The word translated people is “ethnos.” It is used 143 times in the Greek New Testament and four times in this text. As used here it describes a special relationship between God and believers. It implies the idea of belonging.

The early church spoke with pride of itself as “a people for Himself” (Acts 15: 14).

Paul reminds us of a beautiful fact in Romans 9:25 by quoting Hosea 2: 23, “I will call them My people, who were not My people, and her beloved, who was not beloved.”

In the very next verse Paul quotes from Hosea 1:10: “And it shall come to pass in the place where it was said of them, ‘You are not My people.’ There they shall be called the sons of the living God.”

It is a wonderful feeling when you have been overseas and return home to be among people with whom you belong.

Now note the characteristics of “His people.”

“You” in the Greek is emphatic meaning “but as for you.”

“Generation” is a reference to a body with a common life and descent.

Being chosen is with purpose:
1. It is a privilege. It offers a new intimate relationship with the Father. This privilege is born of salvation. Salvation through Christ’s blood is sufficient for all BUT it is efficient only for those who trust Him as personal Savior.

Missionary Watkin Roberts tried without success to help the Hmar people of India understand salvation. One day he heard of the process for making peace between warring tribes. Early in the morning the side desiring peace goes to a mountain top and beats a large war drum three times. If the other side responds before sundown by beating their drum, that means, “Come to the boundary separating us and let’s talk.”

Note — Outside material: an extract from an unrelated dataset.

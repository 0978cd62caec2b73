
pub mod assets;
pub mod logging;

// Batch storage, aggregation, validation and import of card packs
pub mod catalog;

The Chief who wants peace kills an animal and lets its blood flow along the boundary. Then he and his enemy place their hands on the animal and negotiate. When they agree, they embrace.

Calvary is God’s invitation to you by God to come to the boundary separating you and accept His sacrifice for peace.

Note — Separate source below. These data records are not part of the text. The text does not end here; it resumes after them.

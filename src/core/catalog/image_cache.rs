//! Bounded LRU cache of image URL handles.
//!
//! ```text
//!  get_image_url(id)
//!        |
//!        +-- cached ----------------> promote, return handle
//!        +-- failed before ---------> None (negative cache)
//!        +-- fetch in flight -------> poll until cached/failed/timeout
//!        +-- otherwise -------------> mark in flight, fetch blob on a spawned
//!                                     task, cache handle (evicting LRU) or
//!                                     mark failed
//! ```
//!
//! Evicted and cleared entries have their handle revoked through the
//! [`ObjectUrlFactory`]. A waiter that times out gets `None`; the fetch it
//! was waiting on still completes and fills the cache for later callers.
//! The same holds when the caller that started the fetch is dropped.
//! The failed set lasts until [`ImageCache::clear`] or
//! [`ImageCache::remove`].

use std::collections::HashSet;
use std::num::NonZeroUsize;
use std::sync::Arc;
use std::time::Duration;

use lru::LruCache;
use serde::{Deserialize, Serialize};
use tokio::sync::Mutex;

use super::blob::{BlobStore, ObjectUrlFactory};

// ============================================================================
// Constants
// ============================================================================

pub const DEFAULT_MAX_CACHE_SIZE: usize = 100;
pub const DEFAULT_WAIT_TIMEOUT_MS: u64 = 5_000;
pub const DEFAULT_POLL_INTERVAL_MS: u64 = 50;

// ============================================================================
// Configuration
// ============================================================================

#[derive(Debug, Clone, PartialEq, Eq)]
pub struct ImageCacheConfig {
    /// Maximum number of cached handles (minimum 1).
    pub max_cache_size: usize,
    /// How long a caller waits on another caller's in-flight fetch.
    pub wait_timeout: Duration,
    pub poll_interval: Duration,
}

impl Default for ImageCacheConfig {
    fn default() -> Self {
        Self {
            max_cache_size: DEFAULT_MAX_CACHE_SIZE,
            wait_timeout: Duration::from_millis(DEFAULT_WAIT_TIMEOUT_MS),
            poll_interval: Duration::from_millis(DEFAULT_POLL_INTERVAL_MS),
        }
    }
}

impl ImageCacheConfig {
    pub fn with_max_cache_size(mut self, size: usize) -> Self {
        self.max_cache_size = size;
        self
    }

    pub fn with_wait_timeout(mut self, timeout: Duration) -> Self {
        self.wait_timeout = timeout;
        self
    }

    pub fn with_poll_interval(mut self, interval: Duration) -> Self {
        self.poll_interval = interval;
        self
    }
}

// ============================================================================
// Statistics
// ============================================================================

#[derive(Debug, Clone, Default, PartialEq, Serialize, Deserialize)]
#[serde(rename_all = "camelCase")]
pub struct ImageCacheStats {
    pub hits: u64,
    pub misses: u64,
    pub evictions: u64,
    /// Lookups answered by the failed set.
    pub negative_hits: u64,
    /// Waits on an in-flight fetch that gave up.
    pub timeouts: u64,
    pub failed: usize,
    pub in_flight: usize,
    pub size: usize,
    pub capacity: usize,
}

impl ImageCacheStats {
    pub fn hit_rate(&self) -> f64 {
        let total = self.hits + self.misses;
        if total == 0 {
            0.0
        } else {
            self.hits as f64 / total as f64
        }
    }
}

// ============================================================================
// ImageCache
// ============================================================================

struct Inner {
    entries: LruCache<String, String>,
    in_flight: HashSet<String>,
    failed: HashSet<String>,
    stats: ImageCacheStats,
}

pub struct ImageCache {
    blobs: Arc<dyn BlobStore>,
    urls: Arc<dyn ObjectUrlFactory>,
    config: ImageCacheConfig,
    inner: Arc<Mutex<Inner>>,
}

impl ImageCache {
    pub fn new(
        blobs: Arc<dyn BlobStore>,
        urls: Arc<dyn ObjectUrlFactory>,
        config: ImageCacheConfig,
    ) -> Self {
        let capacity = NonZeroUsize::new(config.max_cache_size).unwrap_or(NonZeroUsize::MIN);
        Self {
            blobs,
            urls,
            config,
            inner: Arc::new(Mutex::new(Inner {
                entries: LruCache::new(capacity),
                in_flight: HashSet::new(),
                failed: HashSet::new(),
                stats: ImageCacheStats::default(),
            })),
        }
    }

    pub fn config(&self) -> &ImageCacheConfig {
        &self.config
    }

    /// Resolve a card's image handle, fetching its blob on a miss.
    pub async fn get_image_url(&self, card_id: &str) -> Option<String> {
        {
            let mut inner = self.inner.lock().await;
            if let Some(url) = inner.entries.get(card_id).cloned() {
                inner.stats.hits += 1;
                return Some(url);
            }
            if inner.failed.contains(card_id) {
                inner.stats.negative_hits += 1;
                return None;
            }
            if inner.in_flight.contains(card_id) {
                drop(inner);
                return self.wait_for(card_id).await;
            }
            inner.stats.misses += 1;
            inner.in_flight.insert(card_id.to_string());
        }

        // Detached so the in-flight marker is settled even if this caller
        // is cancelled mid-fetch.
        let fetch = tokio::spawn(fetch_and_fill(
            self.blobs.clone(),
            self.urls.clone(),
            self.inner.clone(),
            card_id.to_string(),
        ));
        match fetch.await {
            Ok(url) => url,
            Err(e) => {
                log::warn!("Image fetch task for card {} failed: {}", card_id, e);
                self.inner.lock().await.in_flight.remove(card_id);
                None
            }
        }
    }

    async fn wait_for(&self, card_id: &str) -> Option<String> {
        let poll = async {
            loop {
                tokio::time::sleep(self.config.poll_interval).await;
                let mut inner = self.inner.lock().await;
                if let Some(url) = inner.entries.get(card_id).cloned() {
                    inner.stats.hits += 1;
                    return Some(url);
                }
                if inner.failed.contains(card_id) || !inner.in_flight.contains(card_id) {
                    return None;
                }
            }
        };

        match tokio::time::timeout(self.config.wait_timeout, poll).await {
            Ok(result) => result,
            Err(_) => {
                log::debug!("Gave up waiting for in-flight image of card {}", card_id);
                self.inner.lock().await.stats.timeouts += 1;
                None
            }
        }
    }

    /// Fetch a batch of ids ahead of use. Returns how many resolved.
    pub async fn prewarm<I, S>(&self, card_ids: I) -> usize
    where
        I: IntoIterator<Item = S>,
        S: AsRef<str>,
    {
        let mut loaded = 0;
        for id in card_ids {
            if self.get_image_url(id.as_ref()).await.is_some() {
                loaded += 1;
            }
        }
        loaded
    }

    /// Drop one entry, revoking its handle and forgetting any failure.
    pub async fn remove(&self, card_id: &str) -> bool {
        let mut inner = self.inner.lock().await;
        inner.failed.remove(card_id);
        match inner.entries.pop(card_id) {
            Some(url) => {
                self.urls.revoke_url(&url);
                true
            }
            None => false,
        }
    }

    /// Revoke every handle and forget every failure.
    pub async fn clear(&self) {
        let mut inner = self.inner.lock().await;
        for (_, url) in inner.entries.iter() {
            self.urls.revoke_url(url);
        }
        let released = inner.entries.len();
        inner.entries.clear();
        inner.failed.clear();
        log::debug!("Image cache cleared, {} handle(s) released", released);
    }

    pub async fn contains(&self, card_id: &str) -> bool {
        self.inner.lock().await.entries.contains(card_id)
    }

    pub async fn len(&self) -> usize {
        self.inner.lock().await.entries.len()
    }

    pub async fn is_empty(&self) -> bool {
        self.len().await == 0
    }

    /// Cached ids, most recently used first.
    pub async fn lru_order(&self) -> Vec<String> {
        self.inner
            .lock()
            .await
            .entries
            .iter()
            .map(|(k, _)| k.clone())
            .collect()
    }

    pub async fn stats(&self) -> ImageCacheStats {
        let inner = self.inner.lock().await;
        ImageCacheStats {
            failed: inner.failed.len(),
            in_flight: inner.in_flight.len(),
            size: inner.entries.len(),
            capacity: inner.entries.cap().get(),
            ..inner.stats.clone()
        }
    }
}

// ============================================================================
// Fetch
// ============================================================================

/// Fetch one blob, then cache its handle or record the failure.
async fn fetch_and_fill(
    blobs: Arc<dyn BlobStore>,
    urls: Arc<dyn ObjectUrlFactory>,
    inner: Arc<Mutex<Inner>>,
    card_id: String,
) -> Option<String> {
    let fetched = blobs.get(&card_id).await;

    let mut inner = inner.lock().await;
    inner.in_flight.remove(&card_id);
    match fetched {
        Ok(Some(record)) => {
            let url = urls.create_url(&record);
            insert_entry(&mut inner, urls.as_ref(), &card_id, url.clone());
            Some(url)
        }
        Ok(None) => {
            log::debug!("No image blob for card {}", card_id);
            inner.failed.insert(card_id);
            None
        }
        Err(e) => {
            log::warn!("Image fetch for card {} failed: {}", card_id, e);
            inner.failed.insert(card_id);
            None
        }
    }
}

fn insert_entry(inner: &mut Inner, urls: &dyn ObjectUrlFactory, card_id: &str, url: String) {
    if let Some((old_key, old_url)) = inner.entries.push(card_id.to_string(), url) {
        urls.revoke_url(&old_url);
        if old_key != card_id {
            inner.stats.evictions += 1;
            log::debug!("Evicted image handle for card {}", old_key);
        }
    }
}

2. It demands obedience. Privilege brings responsibility. When there is faithful obedience then one can summarily speak of life as did Bill Borden in this one of the final entries in his diary: “No reserve, no retreat, no regret.”

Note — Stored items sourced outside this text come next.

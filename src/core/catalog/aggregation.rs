//! Aggregated vocabulary across installed batches.
//!
//! The [`AggregationEngine`] merges the custom field names and variant type
//! definitions contributed by every enabled batch, on top of the built-in
//! baseline (the system batch's definitions, which stay in effect even while
//! the system batch is disabled). Results are cached until [`invalidate`] is
//! called; callers invalidate after any batch add, remove or toggle.
//!
//! # Merge policy
//!
//! - Custom fields: per category, set union of names (sorted, deduplicated).
//! - Variant types: keyed by type id. When two installed batches define the
//!   same id, the batch processed later wins and an [`AggregationDiagnostic`]
//!   is recorded. Import-time redefinition is rejected separately by the
//!   import pipeline.
//!
//! [`create_validation_context`] layers a not-yet-committed candidate on top
//! of the current aggregation without touching the cache.
//!
//! [`invalidate`]: AggregationEngine::invalidate
//! [`create_validation_context`]: AggregationEngine::create_validation_context

use std::collections::BTreeSet;

use serde::{Deserialize, Serialize};

use super::types::{Batch, CustomFieldDefinitions, VariantTypeDefinition, VariantTypeMap};

// ============================================================================
// ValidationContext
// ============================================================================

/// Vocabulary as it would look if a candidate batch were installed.
///
/// Request-scoped; never persisted.
#[derive(Debug, Clone, Default, PartialEq, Serialize, Deserialize)]
#[serde(rename_all = "camelCase")]
pub struct ValidationContext {
    pub custom_fields: CustomFieldDefinitions,
    pub variant_types: VariantTypeMap,
}

impl ValidationContext {
    /// Whether `name` is a known member of `category`.
    pub fn has_field(&self, category: &str, name: &str) -> bool {
        self.custom_fields
            .get(category)
            .is_some_and(|names| names.iter().any(|n| n == name))
    }

    pub fn field_names(&self, category: &str) -> &[String] {
        self.custom_fields
            .get(category)
            .map(Vec::as_slice)
            .unwrap_or(&[])
    }

    pub fn variant_type(&self, type_id: &str) -> Option<&VariantTypeDefinition> {
        self.variant_types.get(type_id)
    }

    /// Known variant type ids, sorted.
    pub fn variant_type_ids(&self) -> Vec<&str> {
        self.variant_types.keys().map(String::as_str).collect()
    }
}

/// Definitions declared by a candidate import.
#[derive(Debug, Clone, Default, PartialEq)]
pub struct CandidateDefinitions {
    pub custom_fields: CustomFieldDefinitions,
    pub variant_types: VariantTypeMap,
}

// ============================================================================
// Diagnostics
// ============================================================================

/// A non-fatal variant type redefinition between installed batches.
#[derive(Debug, Clone, PartialEq, Serialize, Deserialize)]
#[serde(rename_all = "camelCase")]
pub struct AggregationDiagnostic {
    pub type_id: String,
    /// Batch whose definition was replaced.
    pub overridden_batch: String,
    /// Batch whose definition is now in effect.
    pub winning_batch: String,
}

// ============================================================================
// AggregationEngine
// ============================================================================

#[derive(Debug, Default)]
pub struct AggregationEngine {
    cached_fields: Option<CustomFieldDefinitions>,
    cached_variant_types: Option<VariantTypeMap>,
    diagnostics: Vec<AggregationDiagnostic>,
}

impl AggregationEngine {
    pub fn new() -> Self {
        Self::default()
    }

    /// Drop cached aggregates.
    pub fn invalidate(&mut self) {
        self.cached_fields = None;
        self.cached_variant_types = None;
        self.diagnostics.clear();
        log::debug!("Aggregation cache invalidated");
    }

    pub fn is_cached(&self) -> bool {
        self.cached_fields.is_some() && self.cached_variant_types.is_some()
    }

    /// Variant type redefinitions seen by the last variant type aggregation.
    pub fn diagnostics(&self) -> &[AggregationDiagnostic] {
        &self.diagnostics
    }

    /// Union of custom field names over the baseline and enabled batches.
    pub fn get_aggregated_custom_fields<'a, I>(&mut self, batches: I) -> CustomFieldDefinitions
    where
        I: IntoIterator<Item = &'a Batch>,
    {
        if let Some(cached) = &self.cached_fields {
            return cached.clone();
        }

        let mut sets: std::collections::BTreeMap<String, BTreeSet<String>> = Default::default();
        for batch in contributing(batches) {
            for (category, names) in &batch.custom_field_definitions {
                sets.entry(category.clone())
                    .or_default()
                    .extend(names.iter().cloned());
            }
        }

        let fields: CustomFieldDefinitions = sets
            .into_iter()
            .map(|(category, names)| (category, names.into_iter().collect()))
            .collect();
        self.cached_fields = Some(fields.clone());
        fields
    }

    /// Variant type map over the baseline and enabled batches, last writer wins.
    pub fn get_aggregated_variant_types<'a, I>(&mut self, batches: I) -> VariantTypeMap
    where
        I: IntoIterator<Item = &'a Batch>,
    {
        if let Some(cached) = &self.cached_variant_types {
            return cached.clone();
        }

        let mut merged = VariantTypeMap::new();
        let mut owners: std::collections::HashMap<String, String> = Default::default();
        self.diagnostics.clear();

        for batch in contributing(batches) {
            for (type_id, definition) in &batch.variant_types {
                if let Some(previous) = merged.get(type_id) {
                    let previous_owner = owners.get(type_id).cloned().unwrap_or_default();
                    if previous != definition && previous_owner != batch.id {
                        log::warn!(
                            "Variant type '{}' from batch {} overrides the definition from batch {}",
                            type_id,
                            batch.id,
                            previous_owner
                        );
                        self.diagnostics.push(AggregationDiagnostic {
                            type_id: type_id.clone(),
                            overridden_batch: previous_owner,
                            winning_batch: batch.id.clone(),
                        });
                    }
                }
                merged.insert(type_id.clone(), definition.clone());
                owners.insert(type_id.clone(), batch.id.clone());
            }
        }

        self.cached_variant_types = Some(merged.clone());
        merged
    }

    /// Build the vocabulary for validating `candidate` before it is committed.
    ///
    /// Layers baseline, current aggregation, then the candidate; the candidate
    /// wins variant type ties. Cached aggregates are reused but never
    /// modified by the candidate.
    pub fn create_validation_context<'a, I>(
        &mut self,
        batches: I,
        candidate: Option<&CandidateDefinitions>,
    ) -> ValidationContext
    where
        I: IntoIterator<Item = &'a Batch> + Clone,
    {
        let mut custom_fields = self.get_aggregated_custom_fields(batches.clone());
        let mut variant_types = self.get_aggregated_variant_types(batches);

        if let Some(candidate) = candidate {
            for (category, names) in &candidate.custom_fields {
                let entry = custom_fields.entry(category.clone()).or_default();
                let mut set: BTreeSet<String> = entry.drain(..).collect();
                set.extend(names.iter().cloned());
                *entry = set.into_iter().collect();
            }
            for (type_id, definition) in &candidate.variant_types {
                variant_types.insert(type_id.clone(), definition.clone());
            }
        }

        ValidationContext {
            custom_fields,
            variant_types,
        }
    }
}

/// Baseline (system batches, enabled or not) first, then enabled custom
/// batches in iteration order.
fn contributing<'a, I>(batches: I) -> Vec<&'a Batch>
where
    I: IntoIterator<Item = &'a Batch>,
{
    let (system, custom): (Vec<&Batch>, Vec<&Batch>) =
        batches.into_iter().partition(|b| b.is_system_batch);
    system
        .into_iter()
        .chain(custom.into_iter().filter(|b| !b.disabled))
        .collect()
}

#[cfg(test)]
mod tests {
    use super::*;
    use chrono::Utc;

    use crate::core::catalog::types::{SYSTEM_BATCH_ID, SYSTEM_BATCH_NAME};

    fn batch(id: &str, fields: &[(&str, &[&str])]) -> Batch {
        Batch {
            id: id.to_string(),
            name: id.to_string(),
            file_name: format!("{}.json", id),
            import_time: Utc::now(),
            version: None,
            description: None,
            author: None,
            card_count: 0,
            card_types: Vec::new(),
            size: 0,
            is_system_batch: id == SYSTEM_BATCH_ID,
            disabled: false,
            card_ids: Vec::new(),
            custom_field_definitions: fields
                .iter()
                .map(|(c, names)| (c.to_string(), names.iter().map(|n| n.to_string()).collect()))
                .collect(),
            variant_types: VariantTypeMap::new(),
        }
    }

    fn with_variant(mut b: Batch, type_id: &str, subclasses: &[&str], range: [i64; 2]) -> Batch {
        b.variant_types.insert(
            type_id.to_string(),
            VariantTypeDefinition::new(subclasses.iter().map(|s| s.to_string()).collect(), range),
        );
        b
    }

    fn builtin() -> Batch {
        let mut b = batch(SYSTEM_BATCH_ID, &[("ancestries", &["人类", "精灵"])]);
        b.name = SYSTEM_BATCH_NAME.to_string();
        b
    }

    // -------------------------------------------------------------------------
    // Custom fields
    // -------------------------------------------------------------------------

    #[test]
    fn test_fields_union_and_deduplicate() {
        let batches = vec![
            builtin(),
            batch("a", &[("ancestries", &["树人", "人类"])]),
            batch("b", &[("ancestries", &["树人"]), ("domains", &["食物"])]),
        ];
        let mut engine = AggregationEngine::new();
        let fields = engine.get_aggregated_custom_fields(&batches);

        assert_eq!(fields["ancestries"], vec!["人类", "树人", "精灵"]);
        assert_eq!(fields["domains"], vec!["食物"]);
    }

    #[test]
    fn test_disabled_batch_is_excluded() {
        let mut custom = batch("a", &[("ancestries", &["树人"])]);
        custom.disabled = true;
        let batches = vec![builtin(), custom];

        let mut engine = AggregationEngine::new();
        let fields = engine.get_aggregated_custom_fields(&batches);
        assert!(!fields["ancestries"].contains(&"树人".to_string()));
    }

    #[test]
    fn test_disabled_builtin_still_contributes_baseline() {
        let mut system = builtin();
        system.disabled = true;
        let batches = vec![system];

        let mut engine = AggregationEngine::new();
        let fields = engine.get_aggregated_custom_fields(&batches);
        assert_eq!(fields["ancestries"], vec!["人类", "精灵"]);
    }

    #[test]
    fn test_cache_holds_until_invalidated() {
        let mut batches = vec![builtin(), batch("a", &[("ancestries", &["树人"])])];
        let mut engine = AggregationEngine::new();
        engine.get_aggregated_custom_fields(&batches);
        engine.get_aggregated_variant_types(&batches);
        assert!(engine.is_cached());

        batches[1].disabled = true;
        let stale = engine.get_aggregated_custom_fields(&batches);
        assert!(stale["ancestries"].contains(&"树人".to_string()));

        engine.invalidate();
        assert!(!engine.is_cached());
        let fresh = engine.get_aggregated_custom_fields(&batches);
        assert!(!fresh["ancestries"].contains(&"树人".to_string()));
    }

    // -------------------------------------------------------------------------
    // Variant types
    // -------------------------------------------------------------------------

    #[test]
    fn test_variant_types_last_writer_wins_with_diagnostic() {
        let batches = vec![
            builtin(),
            with_variant(batch("a", &[]), "食物", &["水果"], [1, 3]),
            with_variant(batch("b", &[]), "食物", &["蔬菜"], [2, 5]),
        ];
        let mut engine = AggregationEngine::new();
        let types = engine.get_aggregated_variant_types(&batches);

        assert_eq!(types["食物"].subclasses, vec!["蔬菜"]);
        assert_eq!(types["食物"].level_range, [2, 5]);
        assert_eq!(
            engine.diagnostics(),
            &[AggregationDiagnostic {
                type_id: "食物".to_string(),
                overridden_batch: "a".to_string(),
                winning_batch: "b".to_string(),
            }]
        );
    }

    #[test]
    fn test_identical_redefinition_is_not_a_diagnostic() {
        let batches = vec![
            with_variant(batch("a", &[]), "食物", &["水果"], [1, 3]),
            with_variant(batch("b", &[]), "食物", &["水果"], [1, 3]),
        ];
        let mut engine = AggregationEngine::new();
        engine.get_aggregated_variant_types(&batches);
        assert!(engine.diagnostics().is_empty());
    }

    // -------------------------------------------------------------------------
    // Validation context
    // -------------------------------------------------------------------------

    #[test]
    fn test_validation_context_layers_candidate() {
        let batches = vec![
            builtin(),
            with_variant(batch("a", &[("domains", &["利刃"])]), "食物", &["水果"], [1, 3]),
        ];
        let candidate = CandidateDefinitions {
            custom_fields: [("ancestries".to_string(), vec!["树人".to_string()])]
                .into_iter()
                .collect(),
            variant_types: [(
                "食物".to_string(),
                VariantTypeDefinition::new(vec!["蔬菜".to_string()], [2, 5]),
            )]
            .into_iter()
            .collect(),
        };

        let mut engine = AggregationEngine::new();
        let ctx = engine.create_validation_context(&batches, Some(&candidate));

        assert!(ctx.has_field("ancestries", "树人"));
        assert!(ctx.has_field("ancestries", "人类"));
        assert!(ctx.has_field("domains", "利刃"));
        assert_eq!(ctx.variant_type("食物").unwrap().subclasses, vec!["蔬菜"]);

        // The candidate never leaks into the cached aggregation
        let fields = engine.get_aggregated_custom_fields(&batches);
        assert!(!fields["ancestries"].contains(&"树人".to_string()));
        let types = engine.get_aggregated_variant_types(&batches);
        assert_eq!(types["食物"].subclasses, vec!["水果"]);
    }

    #[test]
    fn test_validation_context_without_candidate_matches_aggregation() {
        let batches = vec![builtin()];
        let mut engine = AggregationEngine::new();
        let ctx = engine.create_validation_context(&batches, None);
        assert_eq!(ctx.field_names("ancestries"), ["人类", "精灵"]);
        assert!(ctx.field_names("communities").is_empty());
        assert!(ctx.variant_type_ids().is_empty());
    }
}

3. It requires service. He desires to use us to achieve His purpose. In verse 16c we are described as “servants of God.”

The noun servant and the verb serve are found about 500 times in the Bible. Such extensive use emphasizes its importance.

Albert Schweitzer, a man with a servant’s temperament, said, “The only ones among us who will be really happy are those who will have sought and found how to serve.”

In I Peter 2: 5 believers are called “a holy priesthood.” Here we are called a “royal priesthood.”

“Royal” translates the Greek BASILEION, meaning “Kingly.”

In Exodus 19: 5, 6 God stated the requirements for Israel to become a kingdom of priests:

a. Keep God’s covenants,

b. Obey His Word, and

c. Articulate His law.

Within the first covenant, the priesthood belonged to the sons of Aaron from the tribe of Levi.

They had three distinctives:

a. They had direct access to God.

b. They represented the people of Israel to God.

c. They brought offerings to God from the people.

It should be noted that during the era there were other priestly orders also. There were the priests of Baal, of the Amorites, Hittites, Perizzites, and Canaanites. Being a priest did not mean you could believe anything you wanted to believe. You had to subscribe to the beliefs and practices of the order.

Doctors are allowed to believe anything they want to BUT they can’t teach or practice anything they want to indiscriminately. Physicists are allowed to believe anything they want, even that the world is flat. However, they can’t advocate a space policy based on this belief.

Every discipline has order. Christianity does also. Within Christianity you have various orders based on various beliefs. If you are going to be a Methodist, you should believe in baptism by sprinkling. If you are going to be a Presbyterian, believe in predestination. If you believe in soul sleep, be a Jehovah’s Witness. If you believe in praying through saints, be a Catholic. The point is, if you are going to be part of an order, adhere to their basic beliefs.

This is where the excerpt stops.